◆ **Problem to work on**:
Set down the lines below exactly as they stand, please. Go from the first through the one containing "#[derive(Clone, Debug, Default)]".

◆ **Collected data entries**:
= Beginning of Section =
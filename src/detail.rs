// Copyright (C) 2022-2025 Michael Herstine <sp1ff@pobox.com>
//
// This file is part of tracing-monitor.
//
// tracing-monitor is free software: you can redistribute it and/or modify it under the terms of the
// GNU General Public License as published by the Free Software Foundation, either version 3 of the
// License, or (at your option) any later version.
//
// mpdpopm is distributed in the hope that it will be useful, but WITHOUT ANY WARRANTY; without even
// the implied warranty of MERCHANTABILITY or FITNESS FOR A PARTICULAR PURPOSE.  See the GNU General
// Public License for more details.
//
// You should have received a copy of the GNU General Public License along with mpdpopm.  If not,
// see <http://www.gnu.org/licenses/>.

//! Rendering event properties into a record's detail.
//!
//! The detail is a brace-delimited block with one `"name" : value,` line per property, in the
//! event's own property order:
//!
//! ```text
//! {
//! 	"CartId" : 11,
//! 	"Customer" : "bob",
//! }
//! ```
//!
//! Lines end in CRLF & are indented with a tab. Every entry, including the last, carries a
//! trailing comma. How values (and names) are quoted is up to a [`ValueFormatter`].

use crate::event::LogEvent;

use serde_json::Value;

/// Renders single values as text.
///
/// Implementations must accept any [`Value`]; there is no way to report failure.
pub trait ValueFormatter {
    /// Append the canonical textual representation of `value` to `out`
    fn format_value(&self, value: &Value, out: &mut String);
    /// Append `text`, quoted & escaped, to `out`
    fn write_quoted(&self, text: &str, out: &mut String);
}

/// Formats values as compact JSON
#[derive(Clone, Copy, Debug, Default)]
pub struct JsonValueFormatter;

impl ValueFormatter for JsonValueFormatter {
    fn format_value(&self, value: &Value, out: &mut String) {
        out.push_str(&value.to_string());
    }
    fn write_quoted(&self, text: &str, out: &mut String) {
        // A JSON string is its own quoted form
        out.push_str(&Value::from(text).to_string());
    }
}

/// Resolves the (optional) detail of a [`LogEvent`].
#[derive(Clone, Debug, Default)]
pub struct DetailRenderer<V = JsonValueFormatter> {
    enabled: bool,
    formatter: V,
}

impl DetailRenderer<JsonValueFormatter> {
    pub fn new(enabled: bool) -> DetailRenderer<JsonValueFormatter> {
        DetailRenderer::with_formatter(enabled, JsonValueFormatter)
    }
}

impl<V: ValueFormatter> DetailRenderer<V> {
    pub fn with_formatter(enabled: bool, formatter: V) -> DetailRenderer<V> {
        DetailRenderer { enabled, formatter }
    }
    pub fn enabled(&self) -> bool {
        self.enabled
    }
    /// `None` if rendering is disabled or the event has no properties
    pub fn resolve(&self, event: &LogEvent) -> Option<String> {
        if !self.enabled || event.properties().is_empty() {
            return None;
        }
        let mut out = String::from("{\r\n");
        for prop in event.properties() {
            out.push('\t');
            self.formatter.write_quoted(&escape_name(&prop.name), &mut out);
            out.push_str(" : ");
            self.formatter.format_value(&prop.value, &mut out);
            out.push_str(",\r\n");
        }
        out.push_str("}\r\n");
        Some(out)
    }
}

/// A leading '@' marks destructuring in a template, so it's doubled in property names.
fn escape_name(name: &str) -> std::borrow::Cow<'_, str> {
    if name.starts_with('@') {
        format!("@{}", name).into()
    } else {
        name.into()
    }
}
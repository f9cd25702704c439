// Copyright (C) 2022-2025 Michael Herstine <sp1ff@pobox.com>
//
// This file is part of tracing-monitor.
//
// tracing-monitor is free software: you can redistribute it and/or modify it under the terms of the
// GNU General Public License as published by the Free Software Foundation, either version 3 of the
// License, or (at your option) any later version.
//
// mpdpopm is distributed in the hope that it will be useful, but WITHOUT ANY WARRANTY; without even
// the implied warranty of MERCHANTABILITY or FITNESS FOR A PARTICULAR PURPOSE.  See the GNU General
// Public License for more details.
//
// You should have received a copy of the GNU General Public License along with mpdpopm.  If not,
// see <http://www.gnu.org/licenses/>.

//! Rendering message templates.
//!
//! A template is text with `{Name}` holes that are filled in from the event's properties. A hole
//! may carry a leading `@` (render the value structurally) or `$` (render it as a string), and a
//! trailing `,N` alignment (pad to N columns; negative N pads on the right) or `:format`. String
//! values render quoted unless the format is `l`. `{{` & `}}` are literal braces; any hole that
//! doesn't parse, or that names a property the event doesn't carry, is reproduced verbatim.

use crate::category::literal_text;
use crate::event::LogEvent;

use serde_json::Value;

/// Turns a [`LogEvent`] into the message text the backend records.
pub trait MessageRenderer: Send + Sync {
    fn render(&self, event: &LogEvent) -> String;
}

/// The default [`MessageRenderer`]
#[derive(Clone, Copy, Debug, Default)]
pub struct TemplateRenderer;

#[derive(Clone, Copy, Debug, PartialEq, Eq)]
enum Hint {
    None,
    Destructure,
    Stringify,
}

#[derive(Debug, PartialEq, Eq)]
struct Hole<'a> {
    name: &'a str,
    hint: Hint,
    alignment: Option<i32>,
    format: Option<&'a str>,
}

fn is_name(text: &str) -> bool {
    !text.is_empty()
        && text
            .chars()
            .all(|c| c.is_alphanumeric() || c == '_' || c == '.')
}

/// Parse the inside of a `{...}`
fn parse_hole(text: &str) -> Option<Hole<'_>> {
    let (hint, rest) = match text.as_bytes().first() {
        Some(b'@') => (Hint::Destructure, &text[1..]),
        Some(b'$') => (Hint::Stringify, &text[1..]),
        _ => (Hint::None, text),
    };
    let (rest, format) = match rest.find(':') {
        Some(idx) => (&rest[..idx], Some(&rest[idx + 1..])),
        None => (rest, None),
    };
    let (name, alignment) = match rest.find(',') {
        Some(idx) => (&rest[..idx], Some(rest[idx + 1..].trim().parse::<i32>().ok()?)),
        None => (rest, None),
    };
    if !is_name(name) {
        return None;
    }
    Some(Hole {
        name,
        hint,
        alignment,
        format,
    })
}

fn render_value(value: &Value, hole: &Hole<'_>) -> String {
    let literal = hole.format.map_or(false, |f| f == "l");
    match (hole.hint, value) {
        (Hint::Stringify, _) if literal => literal_text(value),
        (Hint::Stringify, _) => Value::from(literal_text(value)).to_string(),
        (_, Value::String(s)) if literal => s.clone(),
        (_, value) => value.to_string(),
    }
}

fn align(text: String, alignment: Option<i32>) -> String {
    let width = match alignment {
        Some(n) => n.unsigned_abs() as usize,
        None => return text,
    };
    let len = text.chars().count();
    if len >= width {
        return text;
    }
    let pad = " ".repeat(width - len);
    match alignment {
        Some(n) if n < 0 => text + &pad,
        _ => pad + &text,
    }
}

impl TemplateRenderer {
    /// Render `template` against `lookup`
    pub fn render_with<'a, F>(&self, template: &str, lookup: F) -> String
    where
        F: Fn(&str) -> Option<&'a Value>,
    {
        let mut out = String::with_capacity(template.len());
        let mut rest = template;
        while let Some(idx) = rest.find(|c: char| c == '{' || c == '}') {
            out.push_str(&rest[..idx]);
            let tail = &rest[idx..];
            if tail.starts_with("{{") || tail.starts_with("}}") {
                out.push_str(&tail[..1]);
                rest = &tail[2..];
                continue;
            }
            if tail.starts_with('}') {
                out.push('}');
                rest = &tail[1..];
                continue;
            }
            let close = match tail.find('}') {
                Some(close) => close,
                None => {
                    out.push_str(tail);
                    return out;
                }
            };
            let token = &tail[..=close];
            let rendered = parse_hole(&token[1..close]).and_then(|hole| {
                lookup(hole.name).map(|value| align(render_value(value, &hole), hole.alignment))
            });
            match rendered {
                Some(text) => out.push_str(&text),
                None => out.push_str(token),
            }
            rest = &tail[close + 1..];
        }
        out.push_str(rest);
        out
    }
}

impl MessageRenderer for TemplateRenderer {
    fn render(&self, event: &LogEvent) -> String {
        self.render_with(event.template(), |name| event.property(name))
    }
}
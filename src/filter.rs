// Copyright (C) 2022-2025 Michael Herstine <sp1ff@pobox.com>
//
// This file is part of tracing-monitor.
//
// tracing-monitor is free software: you can redistribute it and/or modify it under the terms of the
// GNU General Public License as published by the Free Software Foundation, either version 3 of the
// License, or (at your option) any later version.
//
// mpdpopm is distributed in the hope that it will be useful, but WITHOUT ANY WARRANTY; without even
// the implied warranty of MERCHANTABILITY or FITNESS FOR A PARTICULAR PURPOSE.  See the GNU General
// Public License for more details.
//
// You should have received a copy of the GNU General Public License along with mpdpopm.  If not,
// see <http://www.gnu.org/licenses/>.

//! Level-based gating.

use crate::level::Level;

/// The sink's only gate: events below the configured level are dropped before any other work is
/// done on them.
#[derive(Copy, Clone, Debug, Default, PartialEq, Eq)]
pub struct EventFilter {
    minimum_level: Level,
}

impl EventFilter {
    pub fn new(minimum_level: Level) -> EventFilter {
        EventFilter { minimum_level }
    }
    pub fn minimum_level(&self) -> Level {
        self.minimum_level
    }
    pub fn accept(&self, level: Level) -> bool {
        level >= self.minimum_level
    }
}
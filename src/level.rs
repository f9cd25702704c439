// Copyright (C) 2022-2025 Michael Herstine <sp1ff@pobox.com>
//
// This file is part of tracing-monitor.
//
// tracing-monitor is free software: you can redistribute it and/or modify it under the terms of the
// GNU General Public License as published by the Free Software Foundation, either version 3 of the
// License, or (at your option) any later version.
//
// mpdpopm is distributed in the hope that it will be useful, but WITHOUT ANY WARRANTY; without even
// the implied warranty of MERCHANTABILITY or FITNESS FOR A PARTICULAR PURPOSE.  See the GNU General
// Public License for more details.
//
// You should have received a copy of the GNU General Public License along with mpdpopm.  If not,
// see <http://www.gnu.org/licenses/>.
//! Log event level & backend severity definitions.
//!
//! [`Level`] is the ordered severity scale on which events are produced & filtered; [`Severity`]
//! is the (coarser) scale the monitoring backend records.

use crate::error::{Error, Result};

use backtrace::Backtrace;
use serde::{Deserialize, Serialize};

type StdResult<T, E> = std::result::Result<T, E>;

/// The severity of a log event, as seen by the front end.
///
/// Levels are totally ordered: `Verbose < Debug < Information < Warning < Error < Fatal`.
#[derive(Copy, Clone, Debug, PartialEq, Eq, PartialOrd, Ord, Hash, Serialize, Deserialize)]
#[repr(u8)]
pub enum Level {
    /// anything & everything
    Verbose = 0,
    /// internal system events that aren't necessarily observable from the outside
    Debug = 1,
    /// the lifeblood of operational intelligence: things happen
    Information = 2,
    /// service is degraded or endangered
    Warning = 3,
    /// functionality is unavailable, invariants are broken or data is lost
    Error = 4,
    /// if you have a pager, it goes off when one of these occurs
    Fatal = 5,
}

impl std::default::Default for Level {
    fn default() -> Self {
        Level::Verbose
    }
}

impl std::fmt::Display for Level {
    fn fmt(&self, f: &mut std::fmt::Formatter<'_>) -> StdResult<(), std::fmt::Error> {
        write!(
            f,
            "{}",
            match self {
                Level::Verbose => "Verbose",
                Level::Debug => "Debug",
                Level::Information => "Information",
                Level::Warning => "Warning",
                Level::Error => "Error",
                Level::Fatal => "Fatal",
            }
        )
    }
}

/// Raw discriminants are where a front end & this crate can disagree; anything we don't know is
/// a protocol mismatch & is reported as [`Error::UnmappedLevel`].
impl std::convert::TryFrom<u8> for Level {
    type Error = Error;
    fn try_from(x: u8) -> StdResult<Self, Error> {
        match x {
            0 => Ok(Level::Verbose),
            1 => Ok(Level::Debug),
            2 => Ok(Level::Information),
            3 => Ok(Level::Warning),
            4 => Ok(Level::Error),
            5 => Ok(Level::Fatal),
            _ => Err(Error::UnmappedLevel {
                value: x.to_string(),
                back: Backtrace::new(),
            }),
        }
    }
}

impl std::str::FromStr for Level {
    type Err = Error;
    fn from_str(s: &str) -> Result<Self> {
        match s.to_ascii_lowercase().as_str() {
            "verbose" | "trace" => Ok(Level::Verbose),
            "debug" => Ok(Level::Debug),
            "information" | "info" => Ok(Level::Information),
            "warning" | "warn" => Ok(Level::Warning),
            "error" => Ok(Level::Error),
            "fatal" => Ok(Level::Fatal),
            _ => Err(Error::UnmappedLevel {
                value: s.to_string(),
                back: Backtrace::new(),
            }),
        }
    }
}

impl std::convert::From<&tracing::Level> for Level {
    fn from(level: &tracing::Level) -> Self {
        match *level {
            tracing::Level::TRACE => Level::Verbose,
            tracing::Level::DEBUG => Level::Debug,
            tracing::Level::INFO => Level::Information,
            tracing::Level::WARN => Level::Warning,
            tracing::Level::ERROR => Level::Error,
        }
    }
}

/// The severities recorded by the monitoring backend. The discriminants are the backend's own
/// (they are powers of two so that they may be combined into masks).
#[derive(Copy, Clone, Debug, PartialEq, Eq, Hash, Serialize, Deserialize)]
#[repr(u8)]
pub enum Severity {
    /// fatal error or application crash
    Critical = 1,
    /// recoverable error
    Error = 2,
    /// noncritical problem
    Warning = 4,
    /// informational message
    Information = 8,
    /// debugging trace
    Verbose = 16,
}

impl std::fmt::Display for Severity {
    fn fmt(&self, f: &mut std::fmt::Formatter<'_>) -> StdResult<(), std::fmt::Error> {
        write!(
            f,
            "{}",
            match self {
                Severity::Critical => "Critical",
                Severity::Error => "Error",
                Severity::Warning => "Warning",
                Severity::Information => "Information",
                Severity::Verbose => "Verbose",
            }
        )
    }
}

impl std::convert::From<Level> for Severity {
    fn from(level: Level) -> Self {
        match level {
            Level::Verbose | Level::Debug => Severity::Verbose,
            Level::Information => Severity::Information,
            Level::Warning => Severity::Warning,
            Level::Error => Severity::Error,
            Level::Fatal => Severity::Critical,
        }
    }
}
= End of Section =
◆ **Task response**:
filename src/detail.rs
// Copyright (C) 2022-2025 Michael Herstine <sp1ff@pobox.com>
//
// This file is part of tracing-monitor.
//
// tracing-monitor is free software: you can redistribute it and/or modify it under the terms of the
// GNU General Public License as published by the Free Software Foundation, either version 3 of the
// License, or (at your option) any later version.
//
// mpdpopm is distributed in the hope that it will be useful, but WITHOUT ANY WARRANTY; without even
// the implied warranty of MERCHANTABILITY or FITNESS FOR A PARTICULAR PURPOSE.  See the GNU General
// Public License for more details.
//
// You should have received a copy of the GNU General Public License along with mpdpopm.  If not,
// see <http://www.gnu.org/licenses/>.

//! Rendering event properties into a record's detail.
//!
//! The detail is a brace-delimited block with one `"name" : value,` line per property, in the
//! event's own property order:
//!
//! ```text
//! {
//! 	"CartId" : 11,
//! 	"Customer" : "bob",
//! }
//! ```
//!
//! Lines end in CRLF & are indented with a tab. Every entry, including the last, carries a
//! trailing comma. How values (and names) are quoted is up to a [`ValueFormatter`].

use crate::event::LogEvent;

use serde_json::Value;

/// Renders single values as text.
///
/// Implementations must accept any [`Value`]; there is no way to report failure.
pub trait ValueFormatter {
    /// Append the canonical textual representation of `value` to `out`
    fn format_value(&self, value: &Value, out: &mut String);
    /// Append `text`, quoted & escaped, to `out`
    fn write_quoted(&self, text: &str, out: &mut String);
}

/// Formats values as compact JSON
#[derive(Clone, Copy, Debug, Default)]
pub struct JsonValueFormatter;

impl ValueFormatter for JsonValueFormatter {
    fn format_value(&self, value: &Value, out: &mut String) {
        out.push_str(&value.to_string());
    }
    fn write_quoted(&self, text: &str, out: &mut String) {
        // A JSON string is its own quoted form
        out.push_str(&Value::from(text).to_string());
    }
}

/// Resolves the (optional) detail of a [`LogEvent`].
#[derive(Clone, Debug, Default)]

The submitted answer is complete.